AVAILABLE DATA: Begin

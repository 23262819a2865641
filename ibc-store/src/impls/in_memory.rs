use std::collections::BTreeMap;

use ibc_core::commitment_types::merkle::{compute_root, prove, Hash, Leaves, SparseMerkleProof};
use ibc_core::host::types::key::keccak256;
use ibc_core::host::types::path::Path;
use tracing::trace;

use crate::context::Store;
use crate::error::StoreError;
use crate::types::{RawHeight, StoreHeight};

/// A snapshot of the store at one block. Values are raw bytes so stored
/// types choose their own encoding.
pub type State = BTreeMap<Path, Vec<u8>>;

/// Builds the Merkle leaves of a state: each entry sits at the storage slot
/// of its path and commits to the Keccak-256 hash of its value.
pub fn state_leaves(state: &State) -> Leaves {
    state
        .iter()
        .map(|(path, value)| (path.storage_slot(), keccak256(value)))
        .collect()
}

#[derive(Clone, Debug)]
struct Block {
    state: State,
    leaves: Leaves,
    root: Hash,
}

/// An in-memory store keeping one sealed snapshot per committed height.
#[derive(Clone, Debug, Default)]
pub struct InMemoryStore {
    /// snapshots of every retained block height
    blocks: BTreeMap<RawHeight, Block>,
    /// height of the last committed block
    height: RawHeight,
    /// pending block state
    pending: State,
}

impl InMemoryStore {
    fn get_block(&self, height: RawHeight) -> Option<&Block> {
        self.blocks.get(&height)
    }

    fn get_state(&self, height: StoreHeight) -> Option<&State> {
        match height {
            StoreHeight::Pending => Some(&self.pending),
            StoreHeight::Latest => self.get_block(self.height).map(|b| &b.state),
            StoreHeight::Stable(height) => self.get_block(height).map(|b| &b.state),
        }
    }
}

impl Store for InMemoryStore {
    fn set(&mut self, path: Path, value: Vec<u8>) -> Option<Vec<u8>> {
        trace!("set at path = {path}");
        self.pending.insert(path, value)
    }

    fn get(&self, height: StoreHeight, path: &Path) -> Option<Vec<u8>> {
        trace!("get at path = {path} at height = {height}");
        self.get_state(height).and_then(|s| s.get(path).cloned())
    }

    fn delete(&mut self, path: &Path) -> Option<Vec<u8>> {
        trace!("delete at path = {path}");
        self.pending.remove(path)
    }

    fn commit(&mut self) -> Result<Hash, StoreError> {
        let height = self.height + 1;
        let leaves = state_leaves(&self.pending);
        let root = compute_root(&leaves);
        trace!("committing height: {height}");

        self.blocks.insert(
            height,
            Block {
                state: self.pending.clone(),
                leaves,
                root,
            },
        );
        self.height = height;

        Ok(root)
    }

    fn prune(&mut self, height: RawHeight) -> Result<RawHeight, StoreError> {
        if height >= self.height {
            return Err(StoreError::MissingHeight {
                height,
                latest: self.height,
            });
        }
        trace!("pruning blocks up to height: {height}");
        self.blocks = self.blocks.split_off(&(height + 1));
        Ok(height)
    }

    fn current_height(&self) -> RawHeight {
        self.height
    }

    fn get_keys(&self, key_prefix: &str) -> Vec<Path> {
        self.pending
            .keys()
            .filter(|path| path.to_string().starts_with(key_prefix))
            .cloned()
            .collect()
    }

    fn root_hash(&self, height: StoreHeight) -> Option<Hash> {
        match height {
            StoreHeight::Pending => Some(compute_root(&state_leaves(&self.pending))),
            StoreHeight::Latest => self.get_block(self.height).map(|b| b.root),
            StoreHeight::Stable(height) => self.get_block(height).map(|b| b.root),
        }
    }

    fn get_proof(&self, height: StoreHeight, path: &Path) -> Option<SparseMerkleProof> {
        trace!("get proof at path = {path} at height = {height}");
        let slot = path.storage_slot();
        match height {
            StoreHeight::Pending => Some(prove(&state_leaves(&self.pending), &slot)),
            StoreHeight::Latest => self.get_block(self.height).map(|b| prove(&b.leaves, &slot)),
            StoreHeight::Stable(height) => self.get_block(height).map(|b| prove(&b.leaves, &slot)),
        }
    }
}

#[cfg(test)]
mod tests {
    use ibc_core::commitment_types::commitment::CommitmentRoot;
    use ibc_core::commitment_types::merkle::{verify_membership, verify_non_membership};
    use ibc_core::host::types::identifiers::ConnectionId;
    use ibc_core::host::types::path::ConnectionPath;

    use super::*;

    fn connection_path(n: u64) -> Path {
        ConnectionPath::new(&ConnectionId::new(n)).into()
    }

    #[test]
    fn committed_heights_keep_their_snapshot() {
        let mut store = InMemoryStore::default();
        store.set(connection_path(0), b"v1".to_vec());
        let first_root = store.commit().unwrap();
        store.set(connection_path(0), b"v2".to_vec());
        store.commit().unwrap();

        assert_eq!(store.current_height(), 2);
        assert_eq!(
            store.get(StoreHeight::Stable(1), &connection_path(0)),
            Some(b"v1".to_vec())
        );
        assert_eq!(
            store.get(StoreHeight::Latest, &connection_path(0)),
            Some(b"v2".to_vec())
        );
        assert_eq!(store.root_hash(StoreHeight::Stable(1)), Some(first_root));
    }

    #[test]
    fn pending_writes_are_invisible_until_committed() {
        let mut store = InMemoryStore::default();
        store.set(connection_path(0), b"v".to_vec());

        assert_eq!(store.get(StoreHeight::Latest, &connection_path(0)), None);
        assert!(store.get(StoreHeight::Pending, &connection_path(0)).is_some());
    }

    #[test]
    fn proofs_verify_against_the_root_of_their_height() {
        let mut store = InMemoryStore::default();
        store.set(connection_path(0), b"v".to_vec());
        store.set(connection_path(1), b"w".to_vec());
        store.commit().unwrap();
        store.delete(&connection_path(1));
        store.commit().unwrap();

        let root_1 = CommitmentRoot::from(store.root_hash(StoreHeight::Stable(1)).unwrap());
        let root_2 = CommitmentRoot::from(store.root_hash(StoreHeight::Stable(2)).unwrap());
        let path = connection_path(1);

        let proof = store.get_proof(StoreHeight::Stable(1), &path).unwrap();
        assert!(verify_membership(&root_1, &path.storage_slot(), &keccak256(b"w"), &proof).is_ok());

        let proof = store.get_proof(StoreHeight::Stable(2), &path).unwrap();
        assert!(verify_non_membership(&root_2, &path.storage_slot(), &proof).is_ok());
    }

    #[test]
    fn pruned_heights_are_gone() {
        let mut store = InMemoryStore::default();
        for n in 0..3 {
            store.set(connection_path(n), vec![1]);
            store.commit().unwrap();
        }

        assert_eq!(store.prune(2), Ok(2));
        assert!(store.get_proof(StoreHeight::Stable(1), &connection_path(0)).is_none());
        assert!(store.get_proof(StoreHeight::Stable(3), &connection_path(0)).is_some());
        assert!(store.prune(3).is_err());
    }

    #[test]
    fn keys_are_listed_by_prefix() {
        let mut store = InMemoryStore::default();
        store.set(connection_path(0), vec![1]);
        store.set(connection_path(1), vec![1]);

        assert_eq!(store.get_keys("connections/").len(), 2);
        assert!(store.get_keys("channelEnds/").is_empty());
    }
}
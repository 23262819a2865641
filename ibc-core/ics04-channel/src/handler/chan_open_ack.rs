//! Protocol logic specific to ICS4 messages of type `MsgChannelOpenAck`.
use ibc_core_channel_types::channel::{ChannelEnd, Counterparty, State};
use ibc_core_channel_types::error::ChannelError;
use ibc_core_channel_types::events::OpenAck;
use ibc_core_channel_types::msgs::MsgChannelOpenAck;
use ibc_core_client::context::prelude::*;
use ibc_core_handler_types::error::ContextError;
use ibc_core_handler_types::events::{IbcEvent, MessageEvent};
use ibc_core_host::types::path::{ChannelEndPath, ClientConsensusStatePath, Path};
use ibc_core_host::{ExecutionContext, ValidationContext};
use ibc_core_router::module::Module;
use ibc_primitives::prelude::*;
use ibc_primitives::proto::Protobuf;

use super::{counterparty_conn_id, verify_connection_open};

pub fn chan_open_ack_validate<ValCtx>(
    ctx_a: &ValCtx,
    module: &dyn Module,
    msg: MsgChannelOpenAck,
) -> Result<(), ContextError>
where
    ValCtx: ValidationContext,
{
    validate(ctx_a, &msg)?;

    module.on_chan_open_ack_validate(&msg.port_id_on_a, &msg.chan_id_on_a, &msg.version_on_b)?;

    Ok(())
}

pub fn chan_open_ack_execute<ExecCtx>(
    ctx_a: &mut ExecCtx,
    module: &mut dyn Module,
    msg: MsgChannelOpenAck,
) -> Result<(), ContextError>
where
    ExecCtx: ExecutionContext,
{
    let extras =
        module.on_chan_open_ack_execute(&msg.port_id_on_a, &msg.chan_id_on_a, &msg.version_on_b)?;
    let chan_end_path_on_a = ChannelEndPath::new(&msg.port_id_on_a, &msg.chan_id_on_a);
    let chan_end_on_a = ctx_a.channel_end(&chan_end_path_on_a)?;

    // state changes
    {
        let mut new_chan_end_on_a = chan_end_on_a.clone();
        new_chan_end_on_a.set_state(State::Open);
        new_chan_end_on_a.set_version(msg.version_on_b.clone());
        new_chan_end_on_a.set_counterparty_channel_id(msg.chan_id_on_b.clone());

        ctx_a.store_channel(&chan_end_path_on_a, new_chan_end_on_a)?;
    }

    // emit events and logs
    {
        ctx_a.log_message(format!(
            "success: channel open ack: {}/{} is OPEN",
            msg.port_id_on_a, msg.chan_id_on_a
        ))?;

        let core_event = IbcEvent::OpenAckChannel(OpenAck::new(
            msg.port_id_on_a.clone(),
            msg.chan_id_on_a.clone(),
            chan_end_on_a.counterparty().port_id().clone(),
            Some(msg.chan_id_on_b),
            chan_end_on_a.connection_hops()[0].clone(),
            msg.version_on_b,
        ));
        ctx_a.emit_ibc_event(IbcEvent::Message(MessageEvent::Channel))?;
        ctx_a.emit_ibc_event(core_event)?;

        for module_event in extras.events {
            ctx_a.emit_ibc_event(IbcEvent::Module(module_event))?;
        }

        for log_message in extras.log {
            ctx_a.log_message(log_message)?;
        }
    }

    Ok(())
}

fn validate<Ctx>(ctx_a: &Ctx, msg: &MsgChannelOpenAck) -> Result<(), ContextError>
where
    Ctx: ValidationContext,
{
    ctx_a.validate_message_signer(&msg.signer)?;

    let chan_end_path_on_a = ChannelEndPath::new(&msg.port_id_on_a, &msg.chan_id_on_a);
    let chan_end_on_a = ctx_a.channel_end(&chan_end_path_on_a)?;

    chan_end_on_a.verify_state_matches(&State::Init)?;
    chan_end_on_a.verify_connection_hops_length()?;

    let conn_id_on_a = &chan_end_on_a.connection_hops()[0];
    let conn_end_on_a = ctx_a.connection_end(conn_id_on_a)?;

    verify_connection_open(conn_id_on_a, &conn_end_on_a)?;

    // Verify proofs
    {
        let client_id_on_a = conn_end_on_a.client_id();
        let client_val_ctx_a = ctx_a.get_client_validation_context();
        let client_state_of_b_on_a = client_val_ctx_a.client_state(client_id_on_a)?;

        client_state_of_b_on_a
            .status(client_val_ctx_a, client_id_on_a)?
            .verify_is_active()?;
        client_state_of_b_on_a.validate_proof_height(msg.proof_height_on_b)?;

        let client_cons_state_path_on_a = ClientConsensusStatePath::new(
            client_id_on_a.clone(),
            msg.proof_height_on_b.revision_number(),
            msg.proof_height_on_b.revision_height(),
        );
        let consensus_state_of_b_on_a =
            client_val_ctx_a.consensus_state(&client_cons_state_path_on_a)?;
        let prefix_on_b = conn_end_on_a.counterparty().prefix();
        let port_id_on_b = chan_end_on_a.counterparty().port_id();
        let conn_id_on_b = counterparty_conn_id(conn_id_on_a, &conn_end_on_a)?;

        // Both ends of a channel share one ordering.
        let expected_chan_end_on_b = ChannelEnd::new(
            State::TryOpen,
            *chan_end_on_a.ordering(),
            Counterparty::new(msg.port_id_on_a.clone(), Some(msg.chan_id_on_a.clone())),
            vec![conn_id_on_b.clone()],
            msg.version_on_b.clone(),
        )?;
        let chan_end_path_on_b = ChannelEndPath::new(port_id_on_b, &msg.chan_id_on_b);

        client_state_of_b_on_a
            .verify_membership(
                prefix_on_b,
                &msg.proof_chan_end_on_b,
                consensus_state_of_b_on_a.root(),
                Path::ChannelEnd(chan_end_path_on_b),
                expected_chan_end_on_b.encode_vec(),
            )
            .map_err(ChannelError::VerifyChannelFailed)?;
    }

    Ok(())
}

AVAILABLE DATA: End

▶ **WHAT TO DO**:
Pull every line holding "ordering" out of the records.

▶ **WRITTEN ANSWER**:
        // Both ends of a channel share one ordering.
            *chan_end_on_a.ordering(),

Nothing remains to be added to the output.